American film and theater actress

Norma Phillips (1893 – November 13, 1931) was an American film and theater actress in the 1910s and 1920s. Starting as a theater performer, she was a member of a high profile chorus line and performed in England in addition to the United States from 1911 through 1913. After being scouted by film studios, she starred in several films with the Reliance Company before becoming the star for the 52 episode film serial Our Mutual Girl that established her career in film. Taking a break from film in 1915 for two years, she returned for several more appearances before leaving for a career in Broadway theater and forming her own stock company.

==Career==
Born to a Southern family and raised in Baltimore, she attended Mount Saint Agnes College in her early years.
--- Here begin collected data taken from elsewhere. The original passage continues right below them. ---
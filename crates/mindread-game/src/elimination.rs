//! Binary elimination over a candidate pool.
//!
//! # Rounds
//! ```text
//!   Waiting(round) ── confirm(side) ──► survivors = both quadrants of side
//!        ▲                                      │
//!        │          survivors > 1               │ survivors <= 1
//!        └──── reshuffle, Round(index + 1) ◄────┴──────────────► Done(winner)
//! ```
//!
//! Each confirmation keeps one side of the grid. The left side always holds
//! `ceil(n/2)` words, so the pool strictly shrinks until one word is left.
//! A pool of one is `Done` before any confirmation.

use mindread_models::{CandidateSet, Round, Side};
use rand::rngs::StdRng;
use tracing::{debug, info};

use crate::error::{GameError, GameResult};
use crate::metrics;
use crate::partition::{partition, rng_for};

/// Engine state between confirmations.
#[derive(Debug, Clone, PartialEq, Eq)]
pub enum EngineState {
    /// A round is on screen, waiting for a confirmed side.
    Waiting(Round),
    /// One word left.
    Done { winner: String, rounds_played: u32 },
}

/// Result of consuming one confirmed side.
#[derive(Debug, Clone, PartialEq, Eq)]
pub enum RoundOutcome {
    /// A new round was dealt from the survivors.
    Advanced(Round),
    /// The kept side held a single word.
    Completed { winner: String, rounds_played: u32 },
}

/// Narrows a `CandidateSet` to one word, one confirmed side at a time.
#[derive(Debug)]
pub struct EliminationEngine {
    original: CandidateSet,
    state: EngineState,
    rng: StdRng,
}

impl EliminationEngine {
    /// Deal the first round. Pass a seed for reproducible layouts.
    pub fn new(candidates: CandidateSet, seed: Option<u64>) -> Self {
        let mut rng = rng_for(seed);
        let state = match candidates.single() {
            Some(winner) => EngineState::Done {
                winner: winner.to_string(),
                rounds_played: 0,
            },
            None => {
                let layout = partition(&candidates, &mut rng);
                EngineState::Waiting(Round::new(0, candidates.clone(), layout))
            }
        };

        debug!(candidates = candidates.len(), "Elimination engine ready");
        Self {
            original: candidates,
            state,
            rng,
        }
    }

    /// Validate a raw word list and deal the first round.
    ///
    /// # Errors
    /// `Candidates` if the list is empty or has blank or duplicate words.
    pub fn from_words<I, S>(words: I, seed: Option<u64>) -> GameResult<Self>
    where
        I: IntoIterator<Item = S>,
        S: Into<String>,
    {
        Ok(Self::new(CandidateSet::new(words)?, seed))
    }

    pub fn state(&self) -> &EngineState {
        &self.state
    }

    /// Round currently on screen, if the game is still running.
    pub fn current_round(&self) -> Option<&Round> {
        match &self.state {
            EngineState::Waiting(round) => Some(round),
            EngineState::Done { .. } => None,
        }
    }

    pub fn winner(&self) -> Option<&str> {
        match &self.state {
            EngineState::Done { winner, .. } => Some(winner),
            EngineState::Waiting(_) => None,
        }
    }

    pub fn is_done(&self) -> bool {
        matches!(self.state, EngineState::Done { .. })
    }

    /// The pool the game started with.
    pub fn original(&self) -> &CandidateSet {
        &self.original
    }

    /// Keep the words on `side` and either deal the next round or finish.
    ///
    /// # Errors
    /// - `AlreadyComplete` once a winner is known
    /// - `InvariantViolation` if the kept side is empty or does not shrink
    ///   the pool
    pub fn confirm(&mut self, side: Side) -> GameResult<RoundOutcome> {
        let round = match &self.state {
            EngineState::Waiting(round) => round,
            EngineState::Done { .. } => return Err(GameError::AlreadyComplete),
        };

        let survivors = round.partition.side_words(side);
        let before = round.candidate_count();
        let rounds_played = round.index + 1;

        if survivors.is_empty() {
            return Err(GameError::invariant_violation(format!(
                "round {} kept no words on the {side} side",
                round.index
            )));
        }
        if survivors.len() >= before {
            return Err(GameError::invariant_violation(format!(
                "round {} did not shrink the pool ({before} -> {})",
                round.index,
                survivors.len()
            )));
        }
        metrics::record_round(side);

        info!(
            round = round.index,
            side = %side,
            before,
            after = survivors.len(),
            "Round resolved"
        );

        if survivors.len() <= 1 {
            let winner = survivors.into_iter().next().unwrap_or_default();
            self.state = EngineState::Done {
                winner: winner.clone(),
                rounds_played,
            };
            return Ok(RoundOutcome::Completed {
                winner,
                rounds_played,
            });
        }

        let candidates = CandidateSet::new(survivors)?;
        let layout = partition(&candidates, &mut self.rng);
        let next = Round::new(rounds_played, candidates, layout);
        self.state = EngineState::Waiting(next.clone());
        Ok(RoundOutcome::Advanced(next))
    }
}

#[cfg(test)]
mod tests {
    use super::*;
    use mindread_models::{QuadrantPosition, Theme};
    use rand::{Rng, SeedableRng};

    fn words(n: usize) -> Vec<String> {
        (0..n).map(|i| format!("w{i}")).collect()
    }

    #[test]
    fn test_empty_rejected_before_first_round() {
        let err = EliminationEngine::from_words(Vec::<String>::new(), Some(1)).unwrap_err();
        assert!(matches!(err, GameError::Candidates(_)));
    }

    #[test]
    fn test_single_candidate_is_done_immediately() {
        let mut engine = EliminationEngine::from_words(["owl"], Some(1)).unwrap();
        assert!(engine.is_done());
        assert_eq!(engine.winner(), Some("owl"));
        assert!(engine.current_round().is_none());
        assert!(matches!(engine.confirm(Side::Left), Err(GameError::AlreadyComplete)));
    }

    #[test]
    fn test_two_candidates_finish_on_either_side() {
        for side in Side::BOTH {
            let mut engine = EliminationEngine::from_words(["cat", "dog"], Some(3)).unwrap();
            let round = engine.current_round().unwrap().clone();
            assert_eq!(round.partition.side_len(side), 1);

            match engine.confirm(side).unwrap() {
                RoundOutcome::Completed {
                    winner,
                    rounds_played,
                } => {
                    assert_eq!(vec![winner], round.partition.side_words(side));
                    assert_eq!(rounds_played, 1);
                }
                other => panic!("expected completion, got {other:?}"),
            }
            assert!(engine.is_done());
        }
    }

    #[test]
    fn test_strict_decrease_and_membership() {
        let mut sides = StdRng::seed_from_u64(2024);
        for n in 1..=40 {
            let original = words(n);
            let mut engine = EliminationEngine::from_words(original.clone(), Some(n as u64)).unwrap();
            let mut last = n;
            let mut rounds = 0u32;

            while let Some(round) = engine.current_round() {
                assert_eq!(round.candidate_count(), last);
                let side = if sides.random_bool(0.5) { Side::Left } else { Side::Right };
                match engine.confirm(side).unwrap() {
                    RoundOutcome::Advanced(next) => {
                        assert!(next.candidate_count() < last, "n = {n}");
                        last = next.candidate_count();
                    }
                    RoundOutcome::Completed { .. } => last = 1,
                }
                rounds += 1;
            }

            let winner = engine.winner().unwrap();
            assert!(original.iter().any(|w| w == winner), "n = {n}");
            // ceil(log2(n)) bound
            let bound = usize::BITS - (n - 1).leading_zeros();
            assert!(rounds <= bound, "n = {n}, rounds = {rounds}");
        }
    }

    #[test]
    fn test_winner_traceable_through_left_choices() {
        let mut engine = EliminationEngine::new(Theme::Animals.candidates().unwrap(), Some(11));
        let mut kept: Vec<Vec<String>> = Vec::new();
        let mut sizes = vec![16];

        let winner = loop {
            let round = engine.current_round().unwrap().clone();
            kept.push(round.partition.side_words(Side::Left));
            match engine.confirm(Side::Left).unwrap() {
                RoundOutcome::Advanced(next) => sizes.push(next.candidate_count()),
                RoundOutcome::Completed { winner, .. } => break winner,
            }
        };

        assert_eq!(sizes, vec![16, 8, 4, 2]);
        for side_words in &kept {
            assert!(side_words.contains(&winner));
        }
        assert!(engine.original().contains(&winner));
    }

    #[test]
    fn test_next_round_is_the_kept_side() {
        let mut engine = EliminationEngine::from_words(words(9), Some(5)).unwrap();
        let round = engine.current_round().unwrap().clone();
        let kept = round.partition.side_words(Side::Right);

        let RoundOutcome::Advanced(next) = engine.confirm(Side::Right).unwrap() else {
            panic!("nine words cannot finish in one round");
        };
        assert_eq!(next.index, 1);
        assert_eq!(next.candidates.words(), kept.as_slice());
        for word in &kept {
            let position = next.partition.position_of(word).unwrap();
            assert!(QuadrantPosition::ALL.contains(&position));
        }
    }
}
Phillips started her performing background as a musical comedy artist in theater productions. For her New York stage appearances, she was a member of a chorus line including Jeanne Eagels, Helen Broderick, and Ina Claire. Traveling abroad, she was a part of the opening of the West End theatre performance of Come Over Here in 1912. After, she returned to the United States and appeared in an actress star search conducted by Mutual Film, which led to her being chosen by the president of the company as their new star. She was then told to join the Reliance Company and starred in the crime short film Below the Deadline. She also played the main role in The Clown's Daughter, where the actors spent several days at Sig Sautelle's Circus practicing for their roles and Phillips trying circus horseback riding.

The following year, she gained popularity for appearing in weekly film serials, becoming particularly known as the "Mutual Girl" from the 52 episode serial Our Mutual Girl. The episodes featured Phillips having tea with a different celebrity every week, following the storyline of a young small city girl moving to a big city and becoming involved in high fashion and social life. Her episode entertaining then star Broadway comedian Douglas Fairbanks resulted in his popularity massively increasing afterwards. This would lead to the creation of Triangle Pictures, which signed Fairbanks on to his first film debut in The Lamb. During the production of Our Mutual Girl, Phillips lived with her mother in New York City, who also accompanied her on her theater and film trips.

After the production of Runaway June in 1915, Phillips took two years off from films and returned in 1917 with a new contract for five films produced by the World Film Company. She later left the film industry permanently, spending several years in theater stock performances, including creating her own Phillips stock company that became one of the most known in the United States, before obtaining roles on Broadway and traveling theater productions. Her last appearance was in Five Star Final in Boston.

==Personal life==
Phillips was married to actor Robert Gleckler in 1920, but divorced in 1929. She died at Lutheran Hospital in Brooklyn on November 13, 1931, at the age of 38. She had been seriously ill for several weeks, following a much longer period of failing health.

==Filmography==
- Ashes (1913)
- The Higher Justice (1913)
- The Girl Spy's Atonement (1913) as the girl spy
- The Clown's Daughter (1913) as Madge
- The Glow Worm (1913) as Electra
- Below the Deadline (1913)
- Our Mutual Girl (1914)
- Runaway June (1915) as June
- Red Light Annie (1924) as Annie

==Theater==
- Jumping Jupiter (1911)
- John W. Blake (1916)
- Parents (1928)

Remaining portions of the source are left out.